Example: Alice sells 1 ETH bought for £800 when its value is £1,500. Her gain is £700. If this is her only gain and she has no losses, no CGT is due due to the £3,000 allowance.
HMRC Pooling Rules
HMRC uses share pooling for identical tokens:
- All purchases of the same asset form a single pool.
- Average cost per unit determines the base value.
- Same-day sales and “bed and breakfast” trades (rebuying within 30 days) are matched separately.
Example: John owns 2 BTC with a total cost of £30,000. He sells 0.5 BTC worth £9,000. His cost basis: (0.5 / 2) × £30,000 = £7,500. Gain: £1,500 — below allowance, so no tax.
Losses must be reported by the self-assessment deadline to carry forward.
Reporting Deadlines
- Tax Year: 6 April to 5 April.
- Deadline for Self Assessment: 31 January following the end of the tax year.
- Real-Time Reporting: Some disposals must be reported within 60 days.
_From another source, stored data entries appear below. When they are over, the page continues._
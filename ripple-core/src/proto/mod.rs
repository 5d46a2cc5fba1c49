//! Prototype Layer
//!
//! A dynamically typed prototype-chain builder on top of the dispatch
//! primitives. Blueprints construct instances that share a prototype;
//! deriving a blueprint shadows members and can super-dispatch to the
//! base by capturing its method handles explicitly.
//!
//! Member values are [`serde_json::Value`]; signals and properties defined
//! on a prototype are shared by all of its instances.

mod blueprint;
mod prototype;

pub use blueprint::{extend, Blueprint};
pub use prototype::{Instance, Member, Method, Prototype};

pub use serde_json::Value;
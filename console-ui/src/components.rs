mod chat_panel;
mod execution_feed;
mod task_detail;
mod task_list;

pub use chat_panel::ChatPanel;
pub use execution_feed::{ExecutionFeed, ProgressBar};
pub use task_detail::TaskDetailPage;
pub use task_list::TaskListPage;
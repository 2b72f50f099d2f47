//! Streamed chat turns: line decoding, session state and the HTTP body
//! reader that connects them.

mod decoder;
mod session;
mod transport;

pub use decoder::ChatStreamDecoder;
pub use session::{ChatSession, ReplyProgress, SendRejected};
pub use transport::{feed_chunk, stream_chat, StreamOutcome};
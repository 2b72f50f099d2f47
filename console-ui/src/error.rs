use console_types::PayloadError;

#[derive(Debug, Clone, PartialEq, thiserror::Error)]
pub enum ConsoleError {
    #[error("Request failed: {0}")]
    Request(String),

    #[error("HTTP error: {status}{detail}")]
    Http { status: u16, detail: String },

    #[error("Failed to parse JSON: {0}")]
    Decode(String),

    #[error("API error (code {code}): {message}")]
    Api { code: i64, message: String },

    #[error("Stream error: {0}")]
    Stream(String),
}

impl ConsoleError {
    /// Build an HTTP error from a non-OK status and its body, preferring the
    /// body's `error` or `message` field when it is JSON.
    pub fn http(status: u16, body: &str) -> Self {
        let body = body.trim();
        let detail = if body.is_empty() {
            String::new()
        } else if let Some(reason) = serde_json::from_str::<serde_json::Value>(body)
            .ok()
            .and_then(|json| {
                json.get("error")
                    .and_then(|v| v.as_str())
                    .or_else(|| json.get("message").and_then(|v| v.as_str()))
                    .map(ToString::to_string)
            })
        {
            format!(" ({reason})")
        } else {
            format!(" ({body})")
        };
        Self::Http { status, detail }
    }

    /// Stable failure wording shown next to the chat input.
    pub fn user_message(&self) -> String {
        match self {
            Self::Request(_) | Self::Stream(_) => {
                "Connection to the task service was lost.".to_string()
            }
            Self::Http { status, .. } => format!("The task service answered with HTTP {status}."),
            Self::Decode(_) => "The task service sent an unreadable reply.".to_string(),
            Self::Api { message, .. } => message.clone(),
        }
    }
}

impl From<PayloadError> for ConsoleError {
    fn from(err: PayloadError) -> Self {
        match err {
            PayloadError::EnvelopeRejected { code, message } => Self::Api { code, message },
            other => Self::Decode(other.to_string()),
        }
    }
}

impl From<gloo_net::Error> for ConsoleError {
    fn from(err: gloo_net::Error) -> Self {
        match err {
            gloo_net::Error::SerdeError(e) => Self::Decode(e.to_string()),
            other => Self::Request(other.to_string()),
        }
    }
}

pub(crate) fn js_error(value: &wasm_bindgen::JsValue) -> String {
    value
        .as_string()
        .or_else(|| {
            js_sys::Reflect::get(value, &"message".into())
                .ok()
                .and_then(|message| message.as_string())
        })
        .unwrap_or_else(|| format!("{value:?}"))
}
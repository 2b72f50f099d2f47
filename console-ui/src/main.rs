use dioxus::launch;
use dioxus_logger::tracing::Level;

use console_ui::App;

fn main() {
    // Initialize logging for WASM
    wasm_logger::init(wasm_logger::Config::default());
    dioxus_logger::init(Level::INFO).ok();

    launch(App);
}
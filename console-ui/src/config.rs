use std::sync::OnceLock;

pub const DEFAULT_API_PREFIX: &str = "/api";
const DEV_API_BASE: &str = "http://localhost:8080";
const API_BASE_KEY: &str = "console.api_base";
const API_PREFIX_KEY: &str = "console.api_prefix";

/// Where the task backend lives.
#[derive(Debug, Clone, PartialEq, Eq)]
pub struct ConsoleConfig {
    /// Origin of the backend; empty means same origin.
    pub api_base: String,
    /// Path prefix of every endpoint, e.g. `/api`.
    pub api_prefix: String,
}

impl ConsoleConfig {
    /// - On localhost: the API server on port 8080
    /// - Elsewhere: same origin (the API serves the static bundle)
    ///
    /// Explicit overrides win over both.
    pub fn resolve(
        hostname: &str,
        base_override: Option<String>,
        prefix_override: Option<String>,
    ) -> Self {
        let api_base = base_override
            .map(|base| base.trim().to_string())
            .filter(|base| !base.is_empty())
            .unwrap_or_else(|| {
                if hostname == "localhost" || hostname == "127.0.0.1" {
                    DEV_API_BASE.to_string()
                } else {
                    String::new()
                }
            });
        let api_prefix = prefix_override
            .map(|prefix| normalize_prefix(&prefix))
            .unwrap_or_else(|| DEFAULT_API_PREFIX.to_string());

        Self {
            api_base: api_base.trim_end_matches('/').to_string(),
            api_prefix,
        }
    }

    fn root(&self) -> String {
        format!("{}{}", self.api_base, self.api_prefix)
    }

    pub fn tasks_url(&self) -> String {
        format!("{}/tasks", self.root())
    }

    pub fn task_url(&self, task_id: i64) -> String {
        format!("{}/tasks/{task_id}", self.root())
    }

    pub fn execution_logs_url(&self, task_id: i64) -> String {
        format!("{}/tasks/{task_id}/execution-logs", self.root())
    }

    pub fn task_stream_url(&self, task_id: i64) -> String {
        format!("{}/tasks/{task_id}/stream", self.root())
    }

    pub fn chat_stream_url(&self, task_id: i64) -> String {
        format!("{}/tasks/{task_id}/chat/stream", self.root())
    }
}

fn normalize_prefix(raw: &str) -> String {
    let trimmed = raw.trim().trim_matches('/');
    if trimmed.is_empty() {
        String::new()
    } else {
        format!("/{trimmed}")
    }
}

fn load_from_browser() -> ConsoleConfig {
    let window = web_sys::window();
    let hostname = window
        .as_ref()
        .and_then(|w| w.location().hostname().ok())
        .unwrap_or_default();
    let storage = window.and_then(|w| w.local_storage().ok().flatten());
    let read = |key: &str| {
        storage
            .as_ref()
            .and_then(|storage| storage.get_item(key).ok().flatten())
    };

    let config = ConsoleConfig::resolve(&hostname, read(API_BASE_KEY), read(API_PREFIX_KEY));
    dioxus_logger::tracing::info!(
        "Console API at '{}{}'",
        config.api_base,
        config.api_prefix
    );
    config
}

/// Computed at first use, like the rest of the browser-derived state.
static CONSOLE_CONFIG: OnceLock<ConsoleConfig> = OnceLock::new();

pub fn console_config() -> &'static ConsoleConfig {
    CONSOLE_CONFIG.get_or_init(load_from_browser)
}
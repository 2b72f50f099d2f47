//! Persisted execution history for tasks that are not running.

use console_types::{ExecutionLog, ExecutionMessage};

use crate::api::fetch_execution_logs;

/// Logs as the backend returned them plus the messages of the current one.
#[derive(Debug, Clone, Default, PartialEq)]
pub struct HistorySnapshot {
    pub logs: Vec<ExecutionLog>,
    pub messages: Vec<ExecutionMessage>,
}

impl HistorySnapshot {
    pub fn from_logs(logs: Vec<ExecutionLog>) -> Self {
        let messages = select_latest(&logs)
            .map(history_messages)
            .unwrap_or_default();
        Self { logs, messages }
    }

    pub fn latest(&self) -> Option<&ExecutionLog> {
        select_latest(&self.logs)
    }
}

/// The backend lists logs most recent first; that order is trusted as is.
pub fn select_latest(logs: &[ExecutionLog]) -> Option<&ExecutionLog> {
    logs.first()
}

/// Messages of one log, or its raw content as a single message when the
/// content does not decode.
pub fn history_messages(log: &ExecutionLog) -> Vec<ExecutionMessage> {
    match log.messages() {
        Ok(messages) => messages,
        Err(err) => {
            dioxus_logger::tracing::warn!(
                "Execution log {} (task {}) is not a message sequence: {}",
                log.execution_number,
                log.task_id,
                err
            );
            if log.response_content.trim().is_empty() {
                Vec::new()
            } else {
                vec![ExecutionMessage::raw(log.response_content.clone())]
            }
        }
    }
}

/// Fetch and decode a task's history. Never fails: read-path errors are
/// logged and produce an empty snapshot.
pub async fn load_history(task_id: i64) -> HistorySnapshot {
    match fetch_execution_logs(task_id).await {
        Ok(logs) => {
            let snapshot = HistorySnapshot::from_logs(logs);
            match snapshot.latest() {
                Some(log) => dioxus_logger::tracing::debug!(
                    "Task {} has {} execution logs, showing #{}",
                    task_id,
                    snapshot.logs.len(),
                    log.execution_number
                ),
                None => dioxus_logger::tracing::debug!("Task {} has no execution logs", task_id),
            }
            snapshot
        }
        Err(e) => {
            dioxus_logger::tracing::error!(
                "Failed to load execution logs for task {}: {}",
                task_id,
                e
            );
            HistorySnapshot::default()
        }
    }
}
Income Tax on Crypto Earnings
Certain crypto inflows are considered income, not capital gains.
Common Scenarios
- Receiving salary in crypto.
- Earning staking or mining rewards.
- Collecting DeFi yield or referral bonuses.
- Airdrops tied to tasks or promotions.
Frequent traders may be seen as running a business—consult a professional if applicable.
How It’s Taxed
- Value received in GBP at fair market value.
- Added to your total income and taxed at your marginal rate.
- National Insurance contributions may apply if earned via employment.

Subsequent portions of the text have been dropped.